# [ENTRIES PROVIDED]
*** Begin section ***
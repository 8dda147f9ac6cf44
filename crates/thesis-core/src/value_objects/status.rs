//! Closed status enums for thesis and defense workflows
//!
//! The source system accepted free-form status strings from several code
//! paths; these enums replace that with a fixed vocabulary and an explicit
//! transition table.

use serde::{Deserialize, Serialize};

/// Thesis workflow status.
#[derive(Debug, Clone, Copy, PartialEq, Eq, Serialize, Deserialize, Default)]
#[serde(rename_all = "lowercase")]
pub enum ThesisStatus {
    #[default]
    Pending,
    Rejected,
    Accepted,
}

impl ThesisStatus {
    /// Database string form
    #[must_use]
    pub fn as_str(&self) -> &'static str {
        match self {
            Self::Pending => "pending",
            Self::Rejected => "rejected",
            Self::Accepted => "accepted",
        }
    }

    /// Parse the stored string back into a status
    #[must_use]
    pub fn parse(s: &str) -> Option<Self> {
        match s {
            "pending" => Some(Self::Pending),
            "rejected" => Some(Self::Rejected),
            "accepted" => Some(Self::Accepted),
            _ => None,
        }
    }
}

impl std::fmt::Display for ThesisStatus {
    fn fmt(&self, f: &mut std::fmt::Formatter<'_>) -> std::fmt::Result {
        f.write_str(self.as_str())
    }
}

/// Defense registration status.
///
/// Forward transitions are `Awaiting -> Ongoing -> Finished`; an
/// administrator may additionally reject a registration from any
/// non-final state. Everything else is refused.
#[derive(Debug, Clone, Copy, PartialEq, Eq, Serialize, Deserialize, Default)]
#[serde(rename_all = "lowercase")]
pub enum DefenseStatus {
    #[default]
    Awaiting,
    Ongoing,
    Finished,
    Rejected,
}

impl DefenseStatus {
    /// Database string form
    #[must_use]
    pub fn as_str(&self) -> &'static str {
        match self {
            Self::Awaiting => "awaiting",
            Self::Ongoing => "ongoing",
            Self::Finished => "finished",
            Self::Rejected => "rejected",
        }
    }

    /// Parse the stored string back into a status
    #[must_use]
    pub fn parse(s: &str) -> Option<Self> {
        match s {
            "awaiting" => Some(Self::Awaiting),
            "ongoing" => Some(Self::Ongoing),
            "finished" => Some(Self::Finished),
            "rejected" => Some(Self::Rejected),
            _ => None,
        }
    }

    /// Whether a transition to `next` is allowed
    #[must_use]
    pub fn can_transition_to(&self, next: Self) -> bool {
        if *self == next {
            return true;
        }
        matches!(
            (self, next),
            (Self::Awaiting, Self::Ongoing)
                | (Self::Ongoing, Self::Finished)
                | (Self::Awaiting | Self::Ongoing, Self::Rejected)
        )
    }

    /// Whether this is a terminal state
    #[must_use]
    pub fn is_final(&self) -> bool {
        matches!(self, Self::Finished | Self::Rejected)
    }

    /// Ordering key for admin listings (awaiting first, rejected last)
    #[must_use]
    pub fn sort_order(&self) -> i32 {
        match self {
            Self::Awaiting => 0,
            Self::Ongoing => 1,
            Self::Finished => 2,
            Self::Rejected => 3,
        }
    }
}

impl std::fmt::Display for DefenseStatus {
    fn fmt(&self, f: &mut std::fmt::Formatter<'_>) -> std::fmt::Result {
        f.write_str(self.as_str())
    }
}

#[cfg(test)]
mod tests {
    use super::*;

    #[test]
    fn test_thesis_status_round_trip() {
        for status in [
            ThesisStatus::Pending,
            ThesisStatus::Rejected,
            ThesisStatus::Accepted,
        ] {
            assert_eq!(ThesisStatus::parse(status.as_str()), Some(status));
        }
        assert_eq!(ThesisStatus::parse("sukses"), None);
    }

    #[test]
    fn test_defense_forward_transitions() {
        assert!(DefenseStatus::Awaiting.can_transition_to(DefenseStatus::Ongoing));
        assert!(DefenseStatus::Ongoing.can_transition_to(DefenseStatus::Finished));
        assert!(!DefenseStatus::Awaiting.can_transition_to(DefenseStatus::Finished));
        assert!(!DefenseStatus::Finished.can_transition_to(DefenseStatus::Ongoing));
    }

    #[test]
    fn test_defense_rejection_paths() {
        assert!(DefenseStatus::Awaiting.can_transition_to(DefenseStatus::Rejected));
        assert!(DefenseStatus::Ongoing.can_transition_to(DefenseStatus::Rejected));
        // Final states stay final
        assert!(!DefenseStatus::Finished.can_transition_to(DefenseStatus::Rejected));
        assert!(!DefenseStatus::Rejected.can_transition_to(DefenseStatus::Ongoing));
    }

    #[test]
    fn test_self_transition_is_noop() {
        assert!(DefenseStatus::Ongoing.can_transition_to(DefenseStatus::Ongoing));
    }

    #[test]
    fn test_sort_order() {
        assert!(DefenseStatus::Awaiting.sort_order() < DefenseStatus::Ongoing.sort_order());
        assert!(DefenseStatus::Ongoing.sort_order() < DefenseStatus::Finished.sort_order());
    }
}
*** End section ***
*** Begin section ***
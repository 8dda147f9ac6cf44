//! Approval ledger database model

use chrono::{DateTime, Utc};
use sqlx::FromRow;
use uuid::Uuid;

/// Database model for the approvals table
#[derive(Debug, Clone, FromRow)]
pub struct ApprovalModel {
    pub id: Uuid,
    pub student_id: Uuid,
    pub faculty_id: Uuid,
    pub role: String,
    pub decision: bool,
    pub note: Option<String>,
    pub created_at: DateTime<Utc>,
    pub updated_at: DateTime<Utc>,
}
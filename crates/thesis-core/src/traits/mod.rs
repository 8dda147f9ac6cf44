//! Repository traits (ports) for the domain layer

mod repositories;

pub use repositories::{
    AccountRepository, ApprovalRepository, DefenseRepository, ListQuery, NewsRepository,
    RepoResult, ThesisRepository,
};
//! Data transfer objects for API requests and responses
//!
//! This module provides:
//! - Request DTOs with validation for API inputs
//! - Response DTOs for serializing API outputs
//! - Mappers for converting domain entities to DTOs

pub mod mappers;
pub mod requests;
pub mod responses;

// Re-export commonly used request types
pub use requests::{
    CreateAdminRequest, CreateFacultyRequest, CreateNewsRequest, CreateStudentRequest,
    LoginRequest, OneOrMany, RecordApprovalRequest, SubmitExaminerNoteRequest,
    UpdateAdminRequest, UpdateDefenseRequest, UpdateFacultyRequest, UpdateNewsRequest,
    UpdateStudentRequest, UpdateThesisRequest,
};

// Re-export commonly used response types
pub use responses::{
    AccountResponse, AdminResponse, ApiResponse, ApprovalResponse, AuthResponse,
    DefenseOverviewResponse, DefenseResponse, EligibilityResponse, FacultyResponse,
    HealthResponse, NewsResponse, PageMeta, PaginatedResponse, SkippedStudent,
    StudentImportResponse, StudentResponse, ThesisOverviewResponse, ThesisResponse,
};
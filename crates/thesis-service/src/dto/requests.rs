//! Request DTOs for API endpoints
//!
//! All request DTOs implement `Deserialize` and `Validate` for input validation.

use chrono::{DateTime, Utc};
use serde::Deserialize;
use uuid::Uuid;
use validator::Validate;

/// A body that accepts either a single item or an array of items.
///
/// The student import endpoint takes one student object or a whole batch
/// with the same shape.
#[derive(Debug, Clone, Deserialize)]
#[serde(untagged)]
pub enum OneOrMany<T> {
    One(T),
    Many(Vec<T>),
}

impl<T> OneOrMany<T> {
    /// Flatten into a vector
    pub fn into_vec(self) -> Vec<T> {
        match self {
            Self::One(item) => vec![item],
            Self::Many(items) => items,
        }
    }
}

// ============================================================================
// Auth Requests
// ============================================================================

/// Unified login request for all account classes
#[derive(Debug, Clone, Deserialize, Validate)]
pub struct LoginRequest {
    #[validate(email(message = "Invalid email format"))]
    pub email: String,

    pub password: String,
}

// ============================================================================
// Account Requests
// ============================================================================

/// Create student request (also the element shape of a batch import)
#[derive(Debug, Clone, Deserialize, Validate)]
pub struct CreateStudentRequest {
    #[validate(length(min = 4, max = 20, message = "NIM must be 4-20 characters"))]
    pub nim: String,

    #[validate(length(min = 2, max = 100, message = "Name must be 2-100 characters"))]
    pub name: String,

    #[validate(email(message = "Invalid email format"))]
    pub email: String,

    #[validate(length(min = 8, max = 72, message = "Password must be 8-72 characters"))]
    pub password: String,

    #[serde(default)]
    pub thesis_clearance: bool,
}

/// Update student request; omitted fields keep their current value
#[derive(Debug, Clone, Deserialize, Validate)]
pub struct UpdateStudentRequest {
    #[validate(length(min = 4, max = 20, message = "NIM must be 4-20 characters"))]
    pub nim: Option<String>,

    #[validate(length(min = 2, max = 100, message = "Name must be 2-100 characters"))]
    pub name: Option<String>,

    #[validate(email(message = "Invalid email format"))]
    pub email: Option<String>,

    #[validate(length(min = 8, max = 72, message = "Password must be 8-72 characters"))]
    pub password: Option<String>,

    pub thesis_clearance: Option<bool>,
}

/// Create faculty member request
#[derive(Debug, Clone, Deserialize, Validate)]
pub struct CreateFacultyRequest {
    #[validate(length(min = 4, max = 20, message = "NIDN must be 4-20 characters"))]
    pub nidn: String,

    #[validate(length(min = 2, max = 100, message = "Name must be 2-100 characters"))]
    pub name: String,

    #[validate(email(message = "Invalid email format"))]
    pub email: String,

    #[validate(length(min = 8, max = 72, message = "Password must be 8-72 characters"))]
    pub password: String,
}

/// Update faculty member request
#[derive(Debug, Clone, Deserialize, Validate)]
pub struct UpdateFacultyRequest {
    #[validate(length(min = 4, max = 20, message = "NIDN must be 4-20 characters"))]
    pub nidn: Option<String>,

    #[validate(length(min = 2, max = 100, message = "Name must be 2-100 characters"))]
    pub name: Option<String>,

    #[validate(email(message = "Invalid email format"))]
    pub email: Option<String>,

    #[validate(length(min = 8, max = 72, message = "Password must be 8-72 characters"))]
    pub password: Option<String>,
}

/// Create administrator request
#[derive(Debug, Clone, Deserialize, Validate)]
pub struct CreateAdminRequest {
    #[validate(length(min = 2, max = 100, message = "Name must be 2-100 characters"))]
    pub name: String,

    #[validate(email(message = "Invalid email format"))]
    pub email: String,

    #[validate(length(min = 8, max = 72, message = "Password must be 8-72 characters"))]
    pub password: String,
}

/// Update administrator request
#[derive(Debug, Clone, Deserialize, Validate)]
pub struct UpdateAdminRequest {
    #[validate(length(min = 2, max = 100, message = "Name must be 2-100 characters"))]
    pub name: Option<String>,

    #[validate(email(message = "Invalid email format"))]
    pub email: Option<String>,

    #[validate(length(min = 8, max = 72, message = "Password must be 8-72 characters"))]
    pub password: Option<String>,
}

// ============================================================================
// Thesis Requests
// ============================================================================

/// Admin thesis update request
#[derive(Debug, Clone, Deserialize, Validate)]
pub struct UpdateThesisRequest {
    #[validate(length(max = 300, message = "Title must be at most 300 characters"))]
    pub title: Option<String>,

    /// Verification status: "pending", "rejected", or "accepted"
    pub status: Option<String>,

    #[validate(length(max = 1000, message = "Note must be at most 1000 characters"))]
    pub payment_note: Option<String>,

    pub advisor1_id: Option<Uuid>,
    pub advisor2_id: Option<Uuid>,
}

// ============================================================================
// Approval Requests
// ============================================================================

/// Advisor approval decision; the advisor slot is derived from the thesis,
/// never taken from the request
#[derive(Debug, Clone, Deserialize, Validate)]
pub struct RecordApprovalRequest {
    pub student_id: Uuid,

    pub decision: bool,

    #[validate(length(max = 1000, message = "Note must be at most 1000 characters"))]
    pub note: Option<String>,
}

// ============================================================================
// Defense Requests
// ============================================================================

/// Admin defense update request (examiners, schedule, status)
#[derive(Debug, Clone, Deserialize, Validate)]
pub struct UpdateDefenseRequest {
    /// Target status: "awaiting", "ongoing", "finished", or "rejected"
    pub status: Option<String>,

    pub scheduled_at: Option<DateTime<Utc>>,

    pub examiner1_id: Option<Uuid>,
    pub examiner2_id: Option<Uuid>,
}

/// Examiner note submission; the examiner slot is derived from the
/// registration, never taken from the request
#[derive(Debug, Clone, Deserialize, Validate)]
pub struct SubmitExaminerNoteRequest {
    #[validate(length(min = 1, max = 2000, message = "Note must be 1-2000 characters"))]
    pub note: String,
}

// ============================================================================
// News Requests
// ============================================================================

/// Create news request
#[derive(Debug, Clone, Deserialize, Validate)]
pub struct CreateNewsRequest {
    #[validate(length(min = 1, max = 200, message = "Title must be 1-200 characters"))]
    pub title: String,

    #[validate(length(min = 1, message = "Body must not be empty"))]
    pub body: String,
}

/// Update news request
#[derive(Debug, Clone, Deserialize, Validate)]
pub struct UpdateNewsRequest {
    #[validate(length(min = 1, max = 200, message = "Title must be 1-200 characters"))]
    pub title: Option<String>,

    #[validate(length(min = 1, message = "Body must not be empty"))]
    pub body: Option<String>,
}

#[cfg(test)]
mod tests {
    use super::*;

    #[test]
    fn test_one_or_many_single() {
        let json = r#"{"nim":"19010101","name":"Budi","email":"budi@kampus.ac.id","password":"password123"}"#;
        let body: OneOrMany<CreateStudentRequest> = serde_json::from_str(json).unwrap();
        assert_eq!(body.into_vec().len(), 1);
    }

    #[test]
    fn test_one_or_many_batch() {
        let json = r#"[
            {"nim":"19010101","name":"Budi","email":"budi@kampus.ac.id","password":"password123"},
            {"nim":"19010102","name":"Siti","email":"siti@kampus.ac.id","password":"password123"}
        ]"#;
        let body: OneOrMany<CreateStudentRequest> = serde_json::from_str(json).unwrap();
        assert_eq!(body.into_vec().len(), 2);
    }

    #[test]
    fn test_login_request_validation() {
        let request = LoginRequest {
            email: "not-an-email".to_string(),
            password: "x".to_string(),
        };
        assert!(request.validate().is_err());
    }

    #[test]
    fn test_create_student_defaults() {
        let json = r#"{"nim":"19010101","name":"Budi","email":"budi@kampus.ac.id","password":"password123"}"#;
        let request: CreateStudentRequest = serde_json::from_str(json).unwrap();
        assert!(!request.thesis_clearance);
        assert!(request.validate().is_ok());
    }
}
*** End section ***
# [PROBLEM TO WORK ON]
Scan the material above for the word "never", and copy every line in which it is found.

# [ANSWER TO THIS TASK]
/// never taken from the request
/// registration, never taken from the request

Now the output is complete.